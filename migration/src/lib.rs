// Copyright 2025 Kirky.X
//
// Licensed under the Apache License, Version 2.0 (the "License");
// you may not use this file except in compliance with the License.
// You may obtain a copy of the License at
//
//     http://www.apache.org/licenses/LICENSE-2.0
//
// Unless required by applicable law or agreed to in writing, software
// distributed under the License is distributed on an "AS IS" BASIS,
// WITHOUT WARRANTIES OR CONDITIONS OF ANY KIND, either express or implied.
// See the License for the specific language governing permissions and
// limitations under the License.

pub use sea_orm_migration::prelude::*;

mod m20250101_000001_create_targets;
mod m20250101_000002_create_domains;

/// 数据库迁移器
pub struct Migrator;

#[async_trait::async_trait]
impl MigratorTrait for Migrator {
    /// 获取所有迁移
    ///
    /// # 返回值
    ///
    /// 返回迁移列表
    fn migrations() -> Vec<Box<dyn MigrationTrait>> {
        vec![
            Box::new(m20250101_000001_create_targets::Migration),
            Box::new(m20250101_000002_create_domains::Migration),
        ]
    }
}
// Copyright (c) 2025 Kirky.X
//
// Licensed under the MIT License
// See LICENSE file in the project root for full license information.

use crate::domain::models::domain::Domain;
use crate::domain::models::target::{sort_by_staleness, TargetClass, TargetStatus};
use crate::domain::repositories::domain_repository::DomainRepository;
use crate::domain::repositories::target_repository::{TargetFilter, TargetRepository};
use crate::domain::services::reverse_ip_service::ReverseIpClient;
use crate::utils::errors::{ItemFailure, PipelineError};
use crate::utils::worker_pool::with_deadline;
use chrono::Utc;
use metrics::{counter, histogram};
use sea_orm::{DatabaseConnection, TransactionTrait};
use serde::Serialize;
use std::collections::HashSet;
use std::sync::Arc;
use std::time::{Duration, Instant};
use tracing::{debug, info, warn};

/// 根据远端报告的结果总数计算页数上限
///
/// `count == 0` 时返回 0，否则为 `ceil(count / page_size)`，超出 `i32` 时饱和。
pub fn max_page(count: u64, page_size: u64) -> i32 {
    if count == 0 || page_size == 0 {
        return 0;
    }
    i32::try_from(count.div_ceil(page_size)).unwrap_or(i32::MAX)
}

/// 一次分页之后的游标变化
#[derive(Debug, Clone, Copy, PartialEq, Eq, Serialize)]
pub struct CursorAdvance {
    pub next_page: i32,
    /// 有界目标完成了一轮完整扫描
    pub full_scan_completed: bool,
}

/// 游标推进规则
///
/// 无界目标在末页停住，只在远端总数为0时回到第一页；
/// 有界目标到达末页（或总数为0）即视为一轮扫描完成并回到第一页。
pub fn next_cursor(class: TargetClass, page: i32, max_page: i32) -> CursorAdvance {
    let advance = |next_page| CursorAdvance {
        next_page,
        full_scan_completed: false,
    };

    match class {
        TargetClass::Unbounded => {
            if max_page == 0 {
                advance(1)
            } else if page >= max_page {
                advance(max_page)
            } else {
                advance(page + 1)
            }
        }
        TargetClass::Bounded => {
            if max_page == 0 || page >= max_page {
                CursorAdvance {
                    next_page: 1,
                    full_scan_completed: true,
                }
            } else {
                advance(page + 1)
            }
        }
    }
}

/// 参与一次扫描的目标范围
#[derive(Debug, Clone, Copy, PartialEq, Eq)]
pub enum TargetSelection {
    All,
    Bounded,
    Unbounded,
}

impl TargetSelection {
    fn includes(&self, class: TargetClass) -> bool {
        match self {
            TargetSelection::All => true,
            TargetSelection::Bounded => class == TargetClass::Bounded,
            TargetSelection::Unbounded => class == TargetClass::Unbounded,
        }
    }
}

/// 单页抓取的结果
#[derive(Debug, Clone, Serialize)]
pub struct PageStep {
    pub target_id: i32,
    pub target: String,
    pub page: i32,
    pub max_page: i32,
    pub discovered: usize,
    pub inserted: u64,
    pub next_page: i32,
    pub full_scan_completed: bool,
}

/// 扫描报告
#[derive(Debug, Clone, Default, Serialize)]
pub struct SweepReport {
    /// 已消耗的页数预算
    pub steps_spent: u32,
    pub inserted: u64,
    pub pages: Vec<PageStep>,
    /// 失败的单页抓取，按目标ID记录
    pub failed: Vec<ItemFailure>,
}

impl SweepReport {
    fn record(&mut self, step: PageStep) {
        self.inserted += step.inserted;
        self.pages.push(step);
    }

    fn merge(&mut self, other: SweepReport) {
        self.steps_spent += other.steps_spent;
        self.inserted += other.inserted;
        self.pages.extend(other.pages);
        self.failed.extend(other.failed);
    }
}

/// 抓取调度配置
#[derive(Debug, Clone)]
pub struct SchedulerConfig {
    /// 远端每页条数
    pub page_size: u64,
    /// 单页抓取的期限
    pub unit_timeout: Duration,
    /// 混合扫描的页数预算
    pub fetch_quota: u32,
    /// 混合扫描中有界目标的份额
    pub bounded_ratio: f64,
    /// 无界目标专用扫描的页数预算
    pub unbounded_quota: u32,
}

impl Default for SchedulerConfig {
    fn default() -> Self {
        Self {
            page_size: 10_000,
            unit_timeout: Duration::from_secs(120),
            fetch_quota: 100,
            bounded_ratio: 0.8,
            unbounded_quota: 500,
        }
    }
}

/// 抓取调度用例
///
/// 按目标逐页调用反查服务，插入新域名并推进目标游标。
/// 每个目标的每一页是一个事务：域名插入与游标推进要么一起提交，要么一起回滚。
pub struct CrawlScheduler<DR, TR> {
    db: Arc<DatabaseConnection>,
    domain_repo: Arc<DR>,
    target_repo: Arc<TR>,
    lookup: Arc<dyn ReverseIpClient>,
    config: SchedulerConfig,
}

impl<DR, TR> CrawlScheduler<DR, TR>
where
    DR: DomainRepository + 'static,
    TR: TargetRepository + 'static,
{
    pub fn new(
        db: Arc<DatabaseConnection>,
        domain_repo: Arc<DR>,
        target_repo: Arc<TR>,
        lookup: Arc<dyn ReverseIpClient>,
        config: SchedulerConfig,
    ) -> Self {
        Self {
            db,
            domain_repo,
            target_repo,
            lookup,
            config,
        }
    }

    /// 抓取一个目标的当前页
    ///
    /// # 参数
    ///
    /// * `target_id` - 目标ID
    ///
    /// # 返回值
    ///
    /// * `Ok(Some(PageStep))` - 本页已处理并提交
    /// * `Ok(None)` - 目标不存在或已停用
    /// * `Err(PipelineError)` - 反查、存储或提交失败，或超出期限；游标不变
    pub async fn fetch_one_page(&self, target_id: i32) -> Result<Option<PageStep>, PipelineError> {
        let started = Instant::now();
        let result = with_deadline(self.config.unit_timeout, self.step(target_id)).await;
        histogram!("leadrs_fetch_page_duration_seconds").record(started.elapsed().as_secs_f64());

        match &result {
            Ok(Some(step)) => {
                counter!("leadrs_pages_fetched_total").increment(1);
                counter!("leadrs_domains_inserted_total").increment(step.inserted);
            }
            Ok(None) => {}
            Err(e) => {
                counter!("leadrs_fetch_failures_total", "kind" => format!("{:?}", e.kind()))
                    .increment(1);
                warn!(target_id, error = %e, "Page fetch failed");
            }
        }
        result
    }

    async fn step(&self, target_id: i32) -> Result<Option<PageStep>, PipelineError> {
        let txn = self.db.begin().await.map_err(PipelineError::transaction)?;

        // 行锁保证同一游标上的并发扫描串行执行
        let Some(mut target) = self.target_repo.find_for_update(&txn, target_id).await? else {
            return Ok(None);
        };
        if !target.is_active() {
            debug!(target_id, "Target disabled, skipping");
            return Ok(None);
        }

        let page = target.page();
        let response = self.lookup.lookup(&target.ip, page).await?;
        let count = response.total_count()?;

        let mut seen = HashSet::new();
        let names: Vec<String> = response
            .names()
            .into_iter()
            .filter(|name| seen.insert(name.clone()))
            .collect();
        let existing = self.domain_repo.existing_names(&txn, &names).await?;
        let fresh: Vec<Domain> = names
            .iter()
            .filter(|name| !existing.contains(*name))
            .map(|name| Domain::discovered(name.clone(), target.name.clone()))
            .collect();
        let inserted = self.domain_repo.insert_new(&txn, &fresh).await?;

        let max = max_page(count, self.config.page_size);
        let advance = next_cursor(target.class(), page, max);
        let now = Utc::now();

        target.current_page = advance.next_page;
        if advance.full_scan_completed {
            target.last_full_scan_at = Some(now);
        }
        target.last_fetched_at = Some(now);
        if target.status == TargetStatus::Init {
            target.status = TargetStatus::Fetched;
        }
        self.target_repo.save(&txn, &target).await?;

        txn.commit().await.map_err(PipelineError::transaction)?;

        info!(
            target = %target.name,
            page,
            max_page = max,
            next_page = advance.next_page,
            discovered = names.len(),
            inserted,
            "Fetched page"
        );

        Ok(Some(PageStep {
            target_id: target.id,
            target: target.name,
            page,
            max_page: max,
            discovered: names.len(),
            inserted,
            next_page: advance.next_page,
            full_scan_completed: advance.full_scan_completed,
        }))
    }

    /// 在一组目标上按轮转方式消耗页数预算
    ///
    /// 目标按陈旧度排序，每轮每个目标一页，每次抓取无论结果都消耗一页预算。
    /// 单页失败只回滚该页并记入 `failed`，扫描继续轮转其它目标；
    /// 一整轮没有任何成功的页时提前结束。
    pub async fn sweep(
        &self,
        selection: TargetSelection,
        budget: u32,
    ) -> Result<SweepReport, PipelineError> {
        let mut targets: Vec<_> = self
            .target_repo
            .find_all(self.db.as_ref(), &TargetFilter::active())
            .await?
            .into_iter()
            .filter(|t| selection.includes(t.class()))
            .collect();
        sort_by_staleness(&mut targets);

        let mut report = SweepReport::default();
        let mut remaining = budget;

        while remaining > 0 && !targets.is_empty() {
            let mut progressed = false;
            for target in &targets {
                if remaining == 0 {
                    break;
                }
                remaining -= 1;
                report.steps_spent += 1;
                match self.fetch_one_page(target.id).await {
                    Ok(Some(step)) => {
                        report.record(step);
                        progressed = true;
                    }
                    Ok(None) => {}
                    Err(e) => report.failed.push(ItemFailure::from((target.id, e))),
                }
            }
            if !progressed {
                break;
            }
        }

        info!(
            ?selection,
            budget,
            steps = report.steps_spent,
            inserted = report.inserted,
            failed = report.failed.len(),
            "Sweep finished"
        );
        Ok(report)
    }

    /// 混合扫描
    ///
    /// 预算按 `bounded_ratio` 分给有界目标，剩余部分（含有界目标未用完的份额）交给无界目标。
    pub async fn fetch(&self) -> Result<SweepReport, PipelineError> {
        let quota = self.config.fetch_quota;
        let ratio = self.config.bounded_ratio.clamp(0.0, 1.0);
        let bounded_share = ((quota as f64) * ratio).floor() as u32;

        let mut report = self.sweep(TargetSelection::Bounded, bounded_share).await?;
        let unbounded_share = quota - report.steps_spent.min(quota);
        let rest = self.sweep(TargetSelection::Unbounded, unbounded_share).await?;
        report.merge(rest);
        Ok(report)
    }

    /// 只扫描无界目标
    pub async fn fetch_unbounded(&self) -> Result<SweepReport, PipelineError> {
        self.sweep(TargetSelection::Unbounded, self.config.unbounded_quota)
            .await
    }
}
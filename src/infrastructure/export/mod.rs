// Copyright (c) 2025 Kirky.X
//
// Licensed under the MIT License
// See LICENSE file in the project root for full license information.

pub mod local_exporter;
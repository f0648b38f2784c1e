// Copyright (c) 2025 Kirky.X
//
// Licensed under the MIT License
// See LICENSE file in the project root for full license information.

use crate::domain::models::target::{Target, TargetStatus};
use crate::domain::repositories::target_repository::{TargetFilter, TargetRepository};
use crate::domain::repositories::RepositoryError;
use crate::infrastructure::database::entities::target as target_entity;
use async_trait::async_trait;
use chrono::Utc;
use sea_orm::*;

/// 目标仓库实现
#[derive(Debug, Default, Clone)]
pub struct TargetRepositoryImpl;

impl TargetRepositoryImpl {
    pub fn new() -> Self {
        Self
    }
}

impl TryFrom<target_entity::Model> for Target {
    type Error = RepositoryError;

    fn try_from(model: target_entity::Model) -> Result<Self, Self::Error> {
        let status = model
            .status
            .parse::<TargetStatus>()
            .map_err(|e| RepositoryError::Database(DbErr::Custom(e)))?;

        Ok(Self {
            id: model.id,
            ip: model.ip,
            name: model.name,
            status,
            unbounded: model.unbounded,
            current_page: model.current_page,
            last_fetched_at: model.last_fetched_at.map(Into::into),
            last_full_scan_at: model.last_full_scan_at.map(Into::into),
            created_at: model.created_at.into(),
            updated_at: model.updated_at.into(),
        })
    }
}

impl From<&Target> for target_entity::ActiveModel {
    fn from(target: &Target) -> Self {
        Self {
            id: if target.id > 0 { Set(target.id) } else { NotSet },
            ip: Set(target.ip.clone()),
            name: Set(target.name.clone()),
            status: Set(target.status.to_string()),
            unbounded: Set(target.unbounded),
            current_page: Set(target.current_page),
            last_fetched_at: Set(target.last_fetched_at.map(Into::into)),
            last_full_scan_at: Set(target.last_full_scan_at.map(Into::into)),
            created_at: Set(target.created_at.into()),
            updated_at: Set(target.updated_at.into()),
        }
    }
}

#[async_trait]
impl TargetRepository for TargetRepositoryImpl {
    async fn find_all<C>(
        &self,
        conn: &C,
        filter: &TargetFilter,
    ) -> Result<Vec<Target>, RepositoryError>
    where
        C: ConnectionTrait,
    {
        let mut query = target_entity::Entity::find();
        if let Some(ids) = &filter.ids {
            query = query.filter(target_entity::Column::Id.is_in(ids.clone()));
        }
        if let Some(ip) = &filter.ip {
            query = query.filter(target_entity::Column::Ip.eq(ip.as_str()));
        }
        if let Some(name) = &filter.name {
            query = query.filter(target_entity::Column::Name.eq(name.as_str()));
        }
        if let Some(status) = filter.status {
            query = query.filter(target_entity::Column::Status.eq(status.as_str()));
        }
        if let Some(excluded) = filter.exclude_status {
            query = query.filter(target_entity::Column::Status.ne(excluded.as_str()));
        }

        query
            .order_by_asc(target_entity::Column::Id)
            .limit(filter.limit)
            .offset(filter.offset)
            .all(conn)
            .await?
            .into_iter()
            .map(Target::try_from)
            .collect()
    }

    async fn find_by_id<C>(&self, conn: &C, id: i32) -> Result<Option<Target>, RepositoryError>
    where
        C: ConnectionTrait,
    {
        target_entity::Entity::find_by_id(id)
            .one(conn)
            .await?
            .map(Target::try_from)
            .transpose()
    }

    async fn find_for_update<C>(&self, conn: &C, id: i32) -> Result<Option<Target>, RepositoryError>
    where
        C: ConnectionTrait,
    {
        target_entity::Entity::find_by_id(id)
            .lock_exclusive()
            .one(conn)
            .await?
            .map(Target::try_from)
            .transpose()
    }

    async fn create<C>(&self, conn: &C, target: &Target) -> Result<Target, RepositoryError>
    where
        C: ConnectionTrait,
    {
        let mut model = target_entity::ActiveModel::from(target);
        model.id = NotSet;
        let created = model.insert(conn).await?;
        Target::try_from(created)
    }

    async fn save<C>(&self, conn: &C, target: &Target) -> Result<Target, RepositoryError>
    where
        C: ConnectionTrait,
    {
        let mut model = target_entity::ActiveModel::from(target);
        model.id = Set(target.id);
        model.created_at = NotSet;
        model.updated_at = Set(Utc::now().into());

        match model.update(conn).await {
            Ok(updated) => Target::try_from(updated),
            Err(DbErr::RecordNotUpdated) => {
                Err(RepositoryError::NotFound(format!("target {}", target.id)))
            }
            Err(e) => Err(e.into()),
        }
    }
}

#[cfg(test)]
mod tests {
    use super::*;
    use crate::test_support::{seed_target, setup_db};

    #[tokio::test]
    async fn test_create_assigns_id_and_defaults() {
        let db = setup_db().await;
        let repo = TargetRepositoryImpl::new();

        let created = repo
            .create(&db, &Target::new("203.0.113.10", "sakura", false))
            .await
            .unwrap();
        assert!(created.id > 0);
        assert_eq!(created.status, TargetStatus::Init);
        assert_eq!(created.current_page, 1);
        assert!(created.last_fetched_at.is_none());
    }

    #[tokio::test]
    async fn test_duplicate_ip_is_rejected() {
        let db = setup_db().await;
        let repo = TargetRepositoryImpl::new();
        seed_target(&db, "203.0.113.10", "sakura").await;

        let result = repo
            .create(&db, &Target::new("203.0.113.10", "again", false))
            .await;
        assert!(matches!(result, Err(RepositoryError::Database(_))));
    }

    #[tokio::test]
    async fn test_active_filter_excludes_disabled() {
        let db = setup_db().await;
        let repo = TargetRepositoryImpl::new();
        let mut disabled = seed_target(&db, "203.0.113.10", "old").await;
        seed_target(&db, "203.0.113.11", "live").await;

        disabled.status = TargetStatus::Disabled;
        repo.save(&db, &disabled).await.unwrap();

        let active = repo.find_all(&db, &TargetFilter::active()).await.unwrap();
        assert_eq!(active.len(), 1);
        assert_eq!(active[0].name, "live");
    }

    #[tokio::test]
    async fn test_save_persists_cursor_and_timestamps() {
        let db = setup_db().await;
        let repo = TargetRepositoryImpl::new();
        let mut target = seed_target(&db, "203.0.113.10", "sakura").await;

        let now = Utc::now();
        target.current_page = 4;
        target.last_fetched_at = Some(now);
        repo.save(&db, &target).await.unwrap();

        let reloaded = repo.find_by_id(&db, target.id).await.unwrap().unwrap();
        assert_eq!(reloaded.current_page, 4);
        assert_eq!(
            reloaded.last_fetched_at.map(|t| t.timestamp()),
            Some(now.timestamp())
        );
        assert!(reloaded.last_full_scan_at.is_none());
    }
}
^^^^^^^^
Show every line from the entries above in which the word "rest" appears.

        let rest = self.sweep(TargetSelection::Unbounded, unbounded_share).await?;
        report.merge(rest);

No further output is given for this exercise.